Я все еще держала в руках фотографию с какой-то пальмой.
– Ну вот же, вот она стоит, – донеслось из кухни раздраженное, – сыр возьми. Чего на ночь-то жрать, не понимаю. Завтра опять будешь ныть, что печень болит.
– Слушай, надо бы завтра яиц купить. Да, забыл: Мазуцкий звонил насчет халтуры. Три детских садика заказывают выпускные фотографии.
Я положила карточки на диван, тихо встала, на цыпочках прошла в темный коридор и, нащупав замок, быстро повернула его и вышла вон, бесшумно притворив за собою дверь.
Минут десять я бежала наугад, не понимая – куда, словно за мною гнались. Я петляла по улицам, забегала в переулки, словом, всячески заметала следы.
Наконец выбежала на какую-то узкую улицу средневековой архитектуры и остановилась: все нижние этажи зданий занимали витрины магазинов. В полном безлюдье раскачивался на ветру подвешенный на цепях кованый сапог, бледно светились глумливые морды манекенов. В одной из витрин раскинули рукава распятые мужские рубашки, так, что хотелось вставить туда гармонь. Эта распашка пустых объятий пугала больше, чем мертвые улыбки манекенов.
И вдруг из переулка вышел странный, давно не бритый человек, и, возможно, кому-то и страшным бы показался, особенно в синеватом свете витрин, но я не испугалась.
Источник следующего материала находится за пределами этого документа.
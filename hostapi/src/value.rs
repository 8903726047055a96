//! Host values - the closed set of values that can cross the guest boundary.
//!
//! `HostValue` is what the guest's numeric handles point at. Primitive
//! variants are plain data; `Object` is a shared, identity-compared
//! reference (see [`HostObject`]).

use std::fmt;
use std::rc::Rc;

use crate::error::type_error;
use crate::object::{HostObject, ObjectClass};

/// A unique symbol. Two symbols are equal only if they are the same symbol.
#[derive(Clone)]
pub struct Symbol(Rc<Option<String>>);

impl Symbol {
    /// Create a fresh symbol with an optional description.
    pub fn new(description: Option<&str>) -> Self {
        Self(Rc::new(description.map(str::to_owned)))
    }

    pub fn description(&self) -> Option<&str> {
        self.0.as_deref()
    }

    pub fn ptr_eq(&self, other: &Symbol) -> bool {
        Rc::ptr_eq(&self.0, &other.0)
    }

    fn identity(&self) -> usize {
        Rc::as_ptr(&self.0) as usize
    }
}

impl fmt::Debug for Symbol {
    fn fmt(&self, f: &mut fmt::Formatter<'_>) -> fmt::Result {
        write!(f, "Symbol({})", self.description().unwrap_or(""))
    }
}

/// A value living on the host side of the boundary.
#[derive(Clone, Debug, Default)]
pub enum HostValue {
    #[default]
    Undefined,
    Null,
    Bool(bool),
    Number(f64),
    String(Rc<str>),
    Symbol(Symbol),
    Object(HostObject),
}

/// Type tag carried in the high word of a boxed reference.
///
/// Values: `None` = 0, `Object` = 1, `String` = 2, `Symbol` = 3,
/// `Function` = 4.
#[derive(Clone, Copy, Debug, PartialEq, Eq)]
#[repr(u32)]
pub enum TypeFlag {
    None = 0,
    Object = 1,
    String = 2,
    Symbol = 3,
    Function = 4,
}

/// Key under which a value is deduplicated in the reference table.
///
/// Objects and symbols are keyed by identity, strings by content.
#[derive(Clone, Debug, PartialEq, Eq, Hash)]
pub enum ValueKey {
    Zero,
    Null,
    Bool(bool),
    String(Rc<str>),
    Symbol(usize),
    Object(usize),
}

impl HostValue {
    pub fn string(s: impl Into<Rc<str>>) -> Self {
        Self::String(s.into())
    }

    /// The wire type tag for this value.
    pub fn type_flag(&self) -> TypeFlag {
        match self {
            Self::Undefined | Self::Null | Self::Bool(_) | Self::Number(_) => TypeFlag::None,
            Self::String(_) => TypeFlag::String,
            Self::Symbol(_) => TypeFlag::Symbol,
            Self::Object(obj) if obj.is_callable() => TypeFlag::Function,
            Self::Object(_) => TypeFlag::Object,
        }
    }

    /// Reference-table key, or `None` for values that are never stored
    /// there (undefined and non-zero numbers, including NaN).
    pub fn identity_key(&self) -> Option<ValueKey> {
        match self {
            Self::Undefined => None,
            Self::Number(n) if *n == 0.0 => Some(ValueKey::Zero),
            Self::Number(_) => None,
            Self::Null => Some(ValueKey::Null),
            Self::Bool(b) => Some(ValueKey::Bool(*b)),
            Self::String(s) => Some(ValueKey::String(s.clone())),
            Self::Symbol(sym) => Some(ValueKey::Symbol(sym.identity())),
            Self::Object(obj) => Some(ValueKey::Object(obj.identity())),
        }
    }

    pub fn is_nullish(&self) -> bool {
        matches!(self, Self::Undefined | Self::Null)
    }

    pub fn as_object(&self) -> Option<&HostObject> {
        match self {
            Self::Object(obj) => Some(obj),
            _ => None,
        }
    }

    pub fn as_number(&self) -> Option<f64> {
        match self {
            Self::Number(n) => Some(*n),
            _ => None,
        }
    }

    pub fn as_str(&self) -> Option<&str> {
        match self {
            Self::String(s) => Some(s),
            _ => None,
        }
    }

    pub fn typeof_name(&self) -> &'static str {
        match self {
            Self::Undefined => "undefined",
            Self::Null => "object",
            Self::Bool(_) => "boolean",
            Self::Number(_) => "number",
            Self::String(_) => "string",
            Self::Symbol(_) => "symbol",
            Self::Object(obj) if obj.is_callable() => "function",
            Self::Object(_) => "object",
        }
    }

    /// Strict equality: primitives by value, objects and symbols by identity.
    pub fn strict_equals(&self, other: &HostValue) -> bool {
        match (self, other) {
            (Self::Undefined, Self::Undefined) | (Self::Null, Self::Null) => true,
            (Self::Bool(a), Self::Bool(b)) => a == b,
            (Self::Number(a), Self::Number(b)) => a == b,
            (Self::String(a), Self::String(b)) => a == b,
            (Self::Symbol(a), Self::Symbol(b)) => a.ptr_eq(b),
            (Self::Object(a), Self::Object(b)) => a.ptr_eq(b),
            _ => false,
        }
    }

    /// String conversion as performed by `String(value)`.
    pub fn to_display_string(&self) -> String {
        display(self, 0)
    }

    // ── Property access ──

    /// Read a property. Throws a `TypeError` on undefined and null.
    pub fn get(&self, key: &str) -> Result<HostValue, HostValue> {
        match self {
            Self::Undefined | Self::Null => Err(type_error(format!(
                "cannot read properties of {} (reading '{}')",
                self.to_display_string(),
                key
            ))),
            Self::String(s) if key == "length" => Ok(Self::Number(utf16_len(s) as f64)),
            Self::Object(obj) => Ok(obj.get(key)),
            _ => Ok(Self::Undefined),
        }
    }

    /// Write a property. Writes to primitives are silently dropped.
    pub fn set(&self, key: &str, value: HostValue) -> Result<(), HostValue> {
        match self {
            Self::Undefined | Self::Null => Err(type_error(format!(
                "cannot set properties of {} (setting '{}')",
                self.to_display_string(),
                key
            ))),
            Self::Object(obj) => {
                obj.set(key, value);
                Ok(())
            }
            _ => Ok(()),
        }
    }

    pub fn delete(&self, key: &str) -> Result<bool, HostValue> {
        match self {
            Self::Undefined | Self::Null => Err(type_error(format!(
                "cannot convert {} to object",
                self.to_display_string()
            ))),
            Self::Object(obj) => Ok(obj.delete(key)),
            _ => Ok(true),
        }
    }

    pub fn get_index(&self, index: i64) -> Result<HostValue, HostValue> {
        match self {
            Self::String(s) => Ok(usize::try_from(index)
                .ok()
                .and_then(|i| s.encode_utf16().nth(i))
                .map(|unit| Self::string(String::from_utf16_lossy(&[unit])))
                .unwrap_or_default()),
            Self::Object(obj) => Ok(obj.get_index(index)),
            _ => self.get(&index.to_string()),
        }
    }

    pub fn set_index(&self, index: i64, value: HostValue) -> Result<(), HostValue> {
        match self {
            Self::Object(obj) => {
                obj.set_index(index, value);
                Ok(())
            }
            _ => self.set(&index.to_string(), value),
        }
    }

    /// Integer value of the `length` property, 0 when absent or not numeric.
    pub fn length(&self) -> Result<i64, HostValue> {
        let len = self.get("length")?;
        Ok(match len {
            Self::Number(n) if n.is_finite() => n.trunc() as i64,
            _ => 0,
        })
    }
}

impl From<bool> for HostValue {
    fn from(b: bool) -> Self {
        Self::Bool(b)
    }
}

impl From<f64> for HostValue {
    fn from(n: f64) -> Self {
        Self::Number(n)
    }
}

impl From<&str> for HostValue {
    fn from(s: &str) -> Self {
        Self::string(s)
    }
}

impl From<String> for HostValue {
    fn from(s: String) -> Self {
        Self::string(s)
    }
}

impl From<HostObject> for HostValue {
    fn from(obj: HostObject) -> Self {
        Self::Object(obj)
    }
}

/// Number of UTF-16 code units, which is what `length` reports for strings.
pub fn utf16_len(s: &str) -> usize {
    s.encode_utf16().count()
}

/// Format a number the way the platform's `Number#toString` does.
pub fn format_number(n: f64) -> String {
    if n.is_nan() {
        return "NaN".into();
    }
    if n.is_infinite() {
        return if n > 0.0 { "Infinity" } else { "-Infinity" }.into();
    }
    if n == 0.0 {
        return "0".into();
    }
    if (1e-6..1e21).contains(&n.abs()) {
        return format!("{n}");
    }
    let s = format!("{n:e}");
    match s.split_once('e') {
        Some((mantissa, exp)) if !exp.starts_with('-') => format!("{mantissa}e+{exp}"),
        _ => s,
    }
}

const MAX_DISPLAY_DEPTH: usize = 16;

fn display(value: &HostValue, depth: usize) -> String {
    match value {
        HostValue::Undefined => "undefined".into(),
        HostValue::Null => "null".into(),
        HostValue::Bool(b) => b.to_string(),
        HostValue::Number(n) => format_number(*n),
        HostValue::String(s) => s.to_string(),
        HostValue::Symbol(sym) => format!("Symbol({})", sym.description().unwrap_or("")),
        HostValue::Object(obj) => display_object(obj, depth),
    }
}

fn display_object(obj: &HostObject, depth: usize) -> String {
    if depth >= MAX_DISPLAY_DEPTH {
        return String::new();
    }
    match obj.class() {
        ObjectClass::Array => obj
            .array_items()
            .unwrap_or_default()
            .iter()
            .map(|item| match item {
                HostValue::Undefined | HostValue::Null => String::new(),
                other => display(other, depth + 1),
            })
            .collect::<Vec<_>>()
            .join(","),
        ObjectClass::Bytes => obj
            .with_bytes(|b| b.iter().map(u8::to_string).collect::<Vec<_>>().join(","))
            .unwrap_or_default(),
        ObjectClass::Function => format!(
            "function {}() {{ [native code] }}",
            obj.function_name().unwrap_or_default()
        ),
        ObjectClass::Error => {
            let name = match obj.get("name") {
                HostValue::Undefined => "Error".to_string(),
                other => display(&other, depth + 1),
            };
            let message = match obj.get("message") {
                HostValue::Undefined => String::new(),
                other => display(&other, depth + 1),
            };
            if message.is_empty() {
                name
            } else {
                format!("{name}: {message}")
            }
        }
        ObjectClass::Ordinary => "[object Object]".into(),
    }
}

#[cfg(test)]
mod tests {
    use super::*;

    #[test]
    fn test_format_number() {
        assert_eq!(format_number(1.0), "1");
        assert_eq!(format_number(-42.0), "-42");
        assert_eq!(format_number(1.5), "1.5");
        assert_eq!(format_number(0.1 + 0.2), "0.30000000000000004");
        assert_eq!(format_number(-0.0), "0");
        assert_eq!(format_number(f64::NAN), "NaN");
        assert_eq!(format_number(f64::NEG_INFINITY), "-Infinity");
        assert_eq!(format_number(1e21), "1e+21");
        assert_eq!(format_number(1e-7), "1e-7");
    }

    #[test]
    fn test_type_flags() {
        assert_eq!(HostValue::Null.type_flag(), TypeFlag::None);
        assert_eq!(HostValue::Bool(true).type_flag(), TypeFlag::None);
        assert_eq!(HostValue::from("x").type_flag(), TypeFlag::String);
        assert_eq!(HostValue::Symbol(Symbol::new(None)).type_flag(), TypeFlag::Symbol);
        assert_eq!(HostValue::from(HostObject::ordinary()).type_flag(), TypeFlag::Object);
        let f = HostObject::function("f", |_, _| Ok(HostValue::Undefined));
        assert_eq!(HostValue::from(f).type_flag(), TypeFlag::Function);
    }

    #[test]
    fn test_identity_keys() {
        assert_eq!(HostValue::Undefined.identity_key(), None);
        assert_eq!(HostValue::Number(3.5).identity_key(), None);
        assert_eq!(HostValue::Number(f64::NAN).identity_key(), None);
        assert_eq!(HostValue::Number(-0.0).identity_key(), Some(ValueKey::Zero));

        // Strings dedupe by content, objects by identity.
        assert_eq!(
            HostValue::from("abc").identity_key(),
            HostValue::from(String::from("abc")).identity_key()
        );
        let a = HostValue::from(HostObject::ordinary());
        let b = HostValue::from(HostObject::ordinary());
        assert_ne!(a.identity_key(), b.identity_key());
        assert_eq!(a.identity_key(), a.clone().identity_key());
    }

    #[test]
    fn test_get_on_nullish_throws() {
        let err = HostValue::Undefined.get("x").unwrap_err();
        assert!(err.to_display_string().starts_with("TypeError"));
        assert!(HostValue::Null.set("x", HostValue::Null).is_err());
        assert!(matches!(HostValue::Bool(true).get("x"), Ok(HostValue::Undefined)));
    }

    #[test]
    fn test_string_length_and_index() {
        let s = HostValue::from("héllo");
        assert_eq!(s.length().unwrap(), 5);
        assert_eq!(s.get_index(1).unwrap().as_str(), Some("é"));
        assert!(matches!(s.get_index(10).unwrap(), HostValue::Undefined));
    }

    #[test]
    fn test_display_strings() {
        assert_eq!(HostValue::Undefined.to_display_string(), "undefined");
        assert_eq!(HostValue::Number(7.0).to_display_string(), "7");
        let arr = HostObject::array(vec![1.0.into(), HostValue::Null, "x".into()]);
        assert_eq!(HostValue::from(arr).to_display_string(), "1,,x");
        assert_eq!(
            HostValue::from(HostObject::ordinary()).to_display_string(),
            "[object Object]"
        );
    }
}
В моих смешных обстоятельствах кто уже мог мне навредить? Убить, например, или еще что – нет, это уже была бы другая стилистика. А жизнь, она, знаете, очень щепетильна в вопросах стиля, особенно когда дело касается фарса.
И действительно, человек подошел ко мне и спросил заботливым голосом:
– Извините, вам шаль не нужна? – И вытаскивает из чудного такого бархатного чехла с вышитым на нем подсвечником тонкой материи шаль не шаль, а что-то вроде длинного широкого шарфа, белого, с кистями, с поперечными черными полосами по краям. Видно сразу – благородная, красивая вещь. Что-то она мне сильно напомнила.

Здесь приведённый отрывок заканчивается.